Dover International Speedway can seat 54,000 fans, but under state regulations that require events to submit a plan to adhere to social distance requirements, the Delaware Division of Public Health signed off on the racing event company’s plan to have 20,000 fans in the stands.

That plan also includes requiring attendees to wear masks, using digital tickets for grandstand seats, added hand sanitizer stations, special procedures for social distancing in concession lines. Tatoian told the DBT that ticket holders will be able to sit in pods, but the plan is to have each aisle open for fans, with periodic seats roped off to maintain a 6-foot distance between groups.

There will be enhanced cleaning in high-traffic areas and prohibited infield access except for race teams, track personnel and select media representatives.

“We appreciate the patience and understanding we heard from fans during our reseating process and we look forward to welcoming them back in the grandstands this weekend,” Tatoian said in a press statement. “We thank not only our fans for their continued loyalty and enthusiasm, but also Delaware public health officials for their confidence in us to host this weekend’s races safely.” 

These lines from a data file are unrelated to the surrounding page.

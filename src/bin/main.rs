use anyhow::Context;
use clap::Parser;
use tracing_subscriber::EnvFilter;

use energy_report::{DateStyle, FileSink, Locale, ReportSettings, Session};

/// An interactive report generator for energy meter readings
#[derive(Debug, Parser)]
#[clap(version)]
struct Args {
    /// The path to the semicolon separated meter readings
    #[clap(default_value = "2025.csv")]
    input: std::path::PathBuf,
    /// Where reports are written to when persisted
    #[clap(short, long, default_value = "report.txt")]
    output: std::path::PathBuf,
    /// The field separator of the input file
    #[clap(short, long, default_value_t = ';')]
    delimiter: char,
    /// The year full year reports are labelled with
    #[clap(long, default_value_t = 2025)]
    year: i32,
    /// Render report dates as dd.mm.yyyy instead of d.m.yyyy
    #[clap(long)]
    zero_padded_dates: bool,
    /// The log level used when RUST_LOG is not set
    #[clap(long, default_value = "warn")]
    log_level: String,
}

fn main() -> anyhow::Result<()> {
    let args = Args::parse();
    init_tracing(&args.log_level);

    let delimiter = u8::try_from(args.delimiter)
        .ok()
        .filter(u8::is_ascii)
        .context("the delimiter has to be a single ASCII character")?;
    let readings = energy_report::load_readings_from_path(&args.input, delimiter)
        .with_context(|| format!("failed to load meter readings from {}", args.input.display()))?;
    println!("CSV file '{}' loaded. {} rows processed.", args.input.display(), readings.len());

    let date_style = match args.zero_padded_dates {
        true => DateStyle::ZeroPadded,
        false => DateStyle::Unpadded,
    };
    let settings = ReportSettings {
        locale: Locale::FINNISH.with_date_style(date_style),
        year_label: args.year,
    };
    let mut sink = FileSink::new(args.output);

    let session = Session::new(readings, settings);
    session.run(std::io::stdin().lock(), std::io::stdout(), &mut sink)?;

    Ok(())
}

/// Logs go to stderr, stdout belongs to the reports
fn init_tracing(level: &str) {
    let filter = EnvFilter::try_from_default_env()
        .or_else(|_| EnvFilter::try_new(level))
        .unwrap_or_else(|_| EnvFilter::new("warn"));

    tracing_subscriber::fmt()
        .with_env_filter(filter)
        .with_target(false)
        .with_writer(std::io::stderr)
        .init();
}
use fieldkit_domain::FieldKind;

/// One registered input type.
#[derive(Debug, Clone, PartialEq, Eq)]
pub struct InputTypeEntry {
    kind: FieldKind,
    display_label: String,
    supports_options: bool,
}

impl InputTypeEntry {
    /// Creates a registry entry.
    #[must_use]
    pub fn new(kind: FieldKind, display_label: impl Into<String>, supports_options: bool) -> Self {
        Self {
            kind,
            display_label: display_label.into(),
            supports_options,
        }
    }

    /// Returns the kind this entry registers.
    #[must_use]
    pub fn kind(&self) -> FieldKind {
        self.kind
    }

    /// Returns the label shown in admin dropdowns.
    #[must_use]
    pub fn display_label(&self) -> &str {
        &self.display_label
    }

    /// Returns whether fields of this kind accept admin-defined choices.
    #[must_use]
    pub fn supports_options(&self) -> bool {
        self.supports_options
    }
}

/// Explicit allow-list of admin-selectable input types.
///
/// Field definitions only save when their control's kind is registered, so
/// hosts can narrow the palette (or relabel entries) without touching the
/// domain model.
#[derive(Debug, Clone)]
pub struct InputTypeRegistry {
    entries: Vec<InputTypeEntry>,
}

impl InputTypeRegistry {
    /// Creates an empty registry.
    #[must_use]
    pub fn empty() -> Self {
        Self {
            entries: Vec::new(),
        }
    }

    /// Creates the standard registry covering every built-in control.
    #[must_use]
    pub fn standard() -> Self {
        let mut registry = Self::empty();
        registry.register(InputTypeEntry::new(FieldKind::Text, "Text Input", false));
        registry.register(InputTypeEntry::new(FieldKind::Email, "Email Input", false));
        registry.register(InputTypeEntry::new(FieldKind::Number, "Number Input", false));
        registry.register(InputTypeEntry::new(FieldKind::Textarea, "Textarea", false));
        registry.register(InputTypeEntry::new(
            FieldKind::Select,
            "Select Dropdown",
            true,
        ));
        registry.register(InputTypeEntry::new(FieldKind::Radio, "Radio Buttons", true));
        registry.register(InputTypeEntry::new(FieldKind::Checkbox, "Checkbox", false));
        registry
    }

    /// Registers an entry, replacing any existing entry of the same kind.
    pub fn register(&mut self, entry: InputTypeEntry) {
        if let Some(existing) = self
            .entries
            .iter_mut()
            .find(|candidate| candidate.kind() == entry.kind())
        {
            *existing = entry;
        } else {
            self.entries.push(entry);
        }
    }

    /// Returns whether the kind is registered.
    #[must_use]
    pub fn supports(&self, kind: FieldKind) -> bool {
        self.entry(kind).is_some()
    }

    /// Returns the entry for a kind.
    #[must_use]
    pub fn entry(&self, kind: FieldKind) -> Option<&InputTypeEntry> {
        self.entries.iter().find(|entry| entry.kind() == kind)
    }

    /// Returns `(kind, label)` pairs for admin dropdowns, in registration order.
    #[must_use]
    pub fn admin_options(&self) -> Vec<(FieldKind, String)> {
        self.entries
            .iter()
            .map(|entry| (entry.kind(), entry.display_label().to_owned()))
            .collect()
    }
}
use axum::Json;
use axum::extract::{Extension, Path, State};
use axum::http::StatusCode;
use fieldkit_application::{SaveFieldInput, UpdateFieldInput};
use fieldkit_core::TenantId;

use crate::dto::{FieldResponse, SaveFieldRequest, UpdateFieldRequest};
use crate::error::ApiResult;
use crate::state::AppState;

pub async fn list_fields_handler(
    State(state): State<AppState>,
    Extension(tenant_id): Extension<TenantId>,
    Path(purpose_token): Path<String>,
) -> ApiResult<Json<Vec<FieldResponse>>> {
    let fields = state
        .fieldkit_service
        .list_fields(tenant_id, purpose_token.as_str())
        .await?
        .into_iter()
        .map(FieldResponse::from)
        .collect();

    Ok(Json(fields))
}

pub async fn save_field_handler(
    State(state): State<AppState>,
    Extension(tenant_id): Extension<TenantId>,
    Path(purpose_token): Path<String>,
    Json(payload): Json<SaveFieldRequest>,
) -> ApiResult<(StatusCode, Json<FieldResponse>)> {
    let input = SaveFieldInput::try_from(payload)?;
    let field = state
        .fieldkit_service
        .save_field(tenant_id, purpose_token.as_str(), input)
        .await?;

    Ok((StatusCode::CREATED, Json(FieldResponse::from(field))))
}

pub async fn get_field_handler(
    State(state): State<AppState>,
    Extension(tenant_id): Extension<TenantId>,
    Path((purpose_token, field_key)): Path<(String, String)>,
) -> ApiResult<Json<FieldResponse>> {
    let field = state
        .fieldkit_service
        .find_field(tenant_id, purpose_token.as_str(), field_key.as_str())
        .await?;

    Ok(Json(FieldResponse::from(field)))
}

pub async fn update_field_handler(
    State(state): State<AppState>,
    Extension(tenant_id): Extension<TenantId>,
    Path((purpose_token, field_key)): Path<(String, String)>,
    Json(payload): Json<UpdateFieldRequest>,
) -> ApiResult<Json<FieldResponse>> {
    let input = UpdateFieldInput::try_from(payload)?;
    let field = state
        .fieldkit_service
        .update_field(tenant_id, purpose_token.as_str(), field_key.as_str(), input)
        .await?;

    Ok(Json(FieldResponse::from(field)))
}

pub async fn delete_field_handler(
    State(state): State<AppState>,
    Extension(tenant_id): Extension<TenantId>,
    Path((purpose_token, field_key)): Path<(String, String)>,
) -> ApiResult<StatusCode> {
    state
        .fieldkit_service
        .delete_field(tenant_id, purpose_token.as_str(), field_key.as_str())
        .await?;

    Ok(StatusCode::NO_CONTENT)
}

NASCAR’s return comes after a rough year, brought on by canceling its 2020 race due to the COVID-19 pandemic. But then, Dover Motorsports announced it would move one of its two NASCAR Cup Series races from Dover International Speedway to its racetrack in Nashville in 2021. That ended Delaware’s nearly 50-year string of hosting two race weekends per year and costing the state tens of millions in tourism revenue.

In 2019, Dover Motorsports spent about $1.5 million to decrease its seating capacity from 83,000 to 54,000 due to falling attendance.

According to Dover Motorsports’ 2020 annual report, the company lost $3.8 million last year in event revenue compared to 2019, including lower corporate sponsorships, merchandise, concession and parking revenues from the races that were postponed in May and later held without fans in August. That loss was partially offset by increased contracted broadcasting revenue that reached $35.6 million, just as many Americans stayed indoors and opted to watch sports on TV.

Delaware Department of Transportation values Dover Motorsport’s economic impact around $60 million per a 2019 study, drawing thousands of people to the state’s capital and spending dollars to the local businesses.